* _Exercise objective_
Could you please return each line of the data that has the word "SignRequest"?

____ Information shown

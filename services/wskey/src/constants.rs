// Licensed to the Apache Software Foundation (ASF) under one
// or more contributor license agreements.  See the NOTICE file
// distributed with this work for additional information
// regarding copyright ownership.  The ASF licenses this file
// to you under the Apache License, Version 2.0 (the
// "License"); you may not use this file except in compliance
// with the License.  You may obtain a copy of the License at
//
//   http://www.apache.org/licenses/LICENSE-2.0
//
// Unless required by applicable law or agreed to in writing,
// software distributed under the License is distributed on an
// "AS IS" BASIS, WITHOUT WARRANTIES OR CONDITIONS OF ANY
// KIND, either express or implied.  See the License for the
// specific language governing permissions and limitations
// under the License.

use percent_encoding::AsciiSet;
use percent_encoding::NON_ALPHANUMERIC;

// Env values used by the wskey service.
pub const OCLC_WSKEY_CLIENT_ID: &str = "OCLC_WSKEY_CLIENT_ID";
pub const OCLC_WSKEY_SECRET: &str = "OCLC_WSKEY_SECRET";

// Every wskey signature is computed against this fixed authority, never
// against the host the request actually targets.
pub const SIGNING_HOST: &str = "www.oclc.org";
pub const SIGNING_PORT: u16 = 443;
pub const SIGNING_PATH: &str = "/wskey";

// Scheme identifier opening the Authorization header value.
pub const SCHEME_ID: &str = "http://www.worldcat.org/wskey/v2/hmac/v1";

/// AsciiSet covering the strict RFC 3986 unreserved set.
///
/// - Encode every byte except 'A'-'Z', 'a'-'z', '0'-'9', '-', '.', '_', and '~'.
pub static WSKEY_ENCODE_SET: AsciiSet = NON_ALPHANUMERIC
    .remove(b'-')
    .remove(b'.')
    .remove(b'_')
    .remove(b'~');
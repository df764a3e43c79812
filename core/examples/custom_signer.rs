use std::time::Duration;

use async_trait::async_trait;
use http::request::Parts;

use aex_core::{
    Context, Error, OsEnv, ProvideCredential, Result, SignRequest, Signer, SigningCredential,
};

// Define a custom credential type
#[derive(Clone, Debug)]
struct ApiKeyCredential {
    key: String,
    secret: String,
}

impl SigningCredential for ApiKeyCredential {
    fn is_valid(&self) -> bool {
        !self.key.is_empty() && !self.secret.is_empty()
    }
}

// Implement a credential loader that reads the environment
#[derive(Debug)]
struct EnvLoader;

#[async_trait]
impl ProvideCredential for EnvLoader {
    type Credential = ApiKeyCredential;

    async fn provide_credential(&self, ctx: &Context) -> Result<Option<Self::Credential>> {
        let key = ctx.env_var("MY_API_KEY").unwrap_or_default();
        let secret = ctx.env_var("MY_API_SECRET").unwrap_or_default();

        // For demo purposes, fall back to dummy credentials
        if key.is_empty() || secret.is_empty() {
            println!("No credentials found in environment, using demo credentials");
            return Ok(Some(ApiKeyCredential {
                key: "demo-api-key".to_string(),
                secret: "demo-api-secret".to_string(),
            }));
        }

        Ok(Some(ApiKeyCredential { key, secret }))
    }
}

// Implement a request builder
#[derive(Debug)]
struct HeaderSigner;

#[async_trait]
impl SignRequest for HeaderSigner {
    type Credential = ApiKeyCredential;

    async fn sign_request(
        &self,
        _ctx: &Context,
        req: &mut Parts,
        credential: Option<&Self::Credential>,
        _expires_in: Option<Duration>,
    ) -> Result<()> {
        let cred =
            credential.ok_or_else(|| Error::credential_invalid("no credential provided"))?;

        req.headers.insert("x-api-key", cred.key.parse()?);

        // A real scheme would derive this from the request and the secret
        req.headers
            .insert("x-api-signature", "calculated-signature".parse()?);

        Ok(())
    }
}

#[tokio::main]
async fn main() -> Result<()> {
    // Environment access comes from the process env, no transport needed
    // for signing alone
    let ctx = Context::new().with_env(OsEnv);

    // Create the signer from the loader and builder
    let signer = Signer::new(ctx, EnvLoader, HeaderSigner);

    // Create a request to sign
    let mut parts = http::Request::builder()
        .method("GET")
        .uri("https://api.example.com/v1/users")
        .body(())
        .expect("request must be valid")
        .into_parts()
        .0;

    // Sign the request
    signer.sign(&mut parts, None).await?;
    println!("Request signed successfully!");
    println!("Headers: {:?}", parts.headers);

    Ok(())
}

________

* _Result below_
    Context, Error, OsEnv, ProvideCredential, Result, SignRequest, Signer, SigningCredential,
impl SignRequest for HeaderSigner {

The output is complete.